Parliamoci chiaro, ma quello credeva davvero di convincere qualcuno con questa stronzata? Ci sarebbe stato da ridere, se non fosse stato da piangere, e anche il Gonfaloniere fece una faccia che sembrava voler dire ci mancava solo il povero martire

Nei pochi istanti che seguirono questa sparata, mentre Albizzi teneva ancora la mano sul cuore e il capo chino e tutti aspettavano in silenzio, risuonò un applauso ostentato e una vocetta scanzonata e ironica spezzò l’incantesimo.

“Bravo, bravo, bravissimo, che grande interpretazione, Messer Albizzi!” fece Giovanni, applaudendo e sorridendo. “Avete sbagliato mestiere, lo sapete? Sareste stato un grandissimo attore, mi sono quasi commosso! E probabilmente la vostra grande esibizione ha impedito al Signor Gonfaloniere e ai Messeri qui presenti di rendersi conto di quanto ogni vostra accusa si possa ritorcere contro di voi con una facilità irrisoria.”

L’intervento di Giovanni fu talmente spiazzante da impedire a chiunque una reazione. Lo stesso Albizzi restò interdetto e, con la sua esitazione, diede modo al ragazzo di procedere con la sua esposizione.

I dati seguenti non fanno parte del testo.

//! Duration parsing for command-line flags.

use anyhow::Context;
use std::time::Duration;

/// Parse a duration string like "1h", "30m", "300s", "300".
/// Supports:
/// - Plain numbers (interpreted as seconds): "300"
/// - Milliseconds suffix: "500ms"
/// - Seconds suffix: "300s"
/// - Minutes suffix: "30m"
/// - Hours suffix: "1h"
pub fn parse_duration(s: &str) -> anyhow::Result<Duration> {
    let s = s.trim();
    if s.is_empty() {
        anyhow::bail!("Empty duration string");
    }

    if let Some(num_str) = s.strip_suffix("ms") {
        let millis: u64 = num_str
            .parse()
            .with_context(|| format!("Invalid milliseconds value: {num_str}"))?;
        return Ok(Duration::from_millis(millis));
    }
    if let Some(num_str) = s.strip_suffix('h') {
        let hours: u64 = num_str
            .parse()
            .with_context(|| format!("Invalid hours value: {num_str}"))?;
        let secs = hours
            .checked_mul(3600)
            .with_context(|| format!("Hours value too large: {num_str}"))?;
        return Ok(Duration::from_secs(secs));
    }
    if let Some(num_str) = s.strip_suffix('m') {
        let minutes: u64 = num_str
            .parse()
            .with_context(|| format!("Invalid minutes value: {num_str}"))?;
        let secs = minutes
            .checked_mul(60)
            .with_context(|| format!("Minutes value too large: {num_str}"))?;
        return Ok(Duration::from_secs(secs));
    }
    if let Some(num_str) = s.strip_suffix('s') {
        let secs: u64 = num_str
            .parse()
            .with_context(|| format!("Invalid seconds value: {num_str}"))?;
        return Ok(Duration::from_secs(secs));
    }

    // No suffix - treat as seconds
    s.parse::<u64>()
        .map(Duration::from_secs)
        .with_context(|| format!("Invalid duration value: {s}"))
}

Del resto, gli altri Priori e Messeri si guardavano allibiti e Lorenzo si voltò verso Piero, che continuava a prendere appunti, come a voler dire che forse far intervenire Giovanni non era stata poi quella bella pensata…

Il Gonfaloniere Guadagni, invece, sembrava compiaciuto: ultimamente, grazie a quel ragazzino imprevedibile, le assemblee della Signoria erano diventate molto più movimentate ed era curioso di sentire cosa avrebbe detto stavolta.

“Tu non puoi parlare, non hai un seggio nella Signoria e non hai alcun diritto di oltraggiarmi pubblicamente in questo modo!” reagì infine Albizzi, ma era troppo tardi.

“Invece lo ascolteremo tutti, Messer Albizzi. Abbiamo stabilito già la volta scorsa che il giovane è un discendente degli Uberti e, come tale, ha pieno diritto di parlare in questa assemblea in difesa di Messer Cosimo, se così desidera” tagliò corto il Gonfaloniere.

“Vi ringrazio, Signor Gonfaloniere” disse Giovanni prima di iniziare, sempre molto divertito. “Bene, cominciamo da quella povera statua che non vi ha fatto niente e che voi, Messer Albizzi, avete preso in antipatia proprio come avete fatto con la cupola.”

Qui qualche risatina soffocata si fece sentire tra i Priori, con grande dispetto di Albizzi.

“E’ vero, questa statua rappresenta David come un ragazzino, ma vedete… ecco, se voi aveste letto veramente la Bibbia, invece di usarla come vostro scudo senza conoscerla nemmeno, sapreste che David era, in effetti, solo un fanciullo quando affrontò Golia. L’episodio della Bibbia mette bene in risalto il fatto che il profeta Samuele, quando fu mandato da Dio a scegliere un campione da opporre al gigante, fu il primo a restare stupito, perché Dio non scelse uno dei fratelli maggiori, grandi e forti, bensì il pastorello David, un ragazzino dall’aspetto fragile” spiegò il giovane, e la sua precisazione, così dettagliata, attrasse l’attenzione anche dei più scettici. “Perciò io trovo che la statua rappresenti perfettamente il vero David così com’è descritto nella Sacra Scrittura. Quanto al fatto che questa rappresentazione ispiri pensieri lascivi nella gente… beh, per me non è così e non credo che sia così nemmeno per la maggior parte dei presenti.”

Ovviamente tutti si affrettarono a negare…

“Bene, dunque, se questa statua di un David giovane e apparentemente debole induce pensieri osceni in voi, Messer Albizzi… oserei dire che questo è piuttosto un problema vostro e non della statua, non vi pare?” e con questa allusione Giovanni vendicò su due piedi l’offesa ricevuta due giorni prima dall’uomo, di essersi venduto a lui. Ora, se non altro, erano pari.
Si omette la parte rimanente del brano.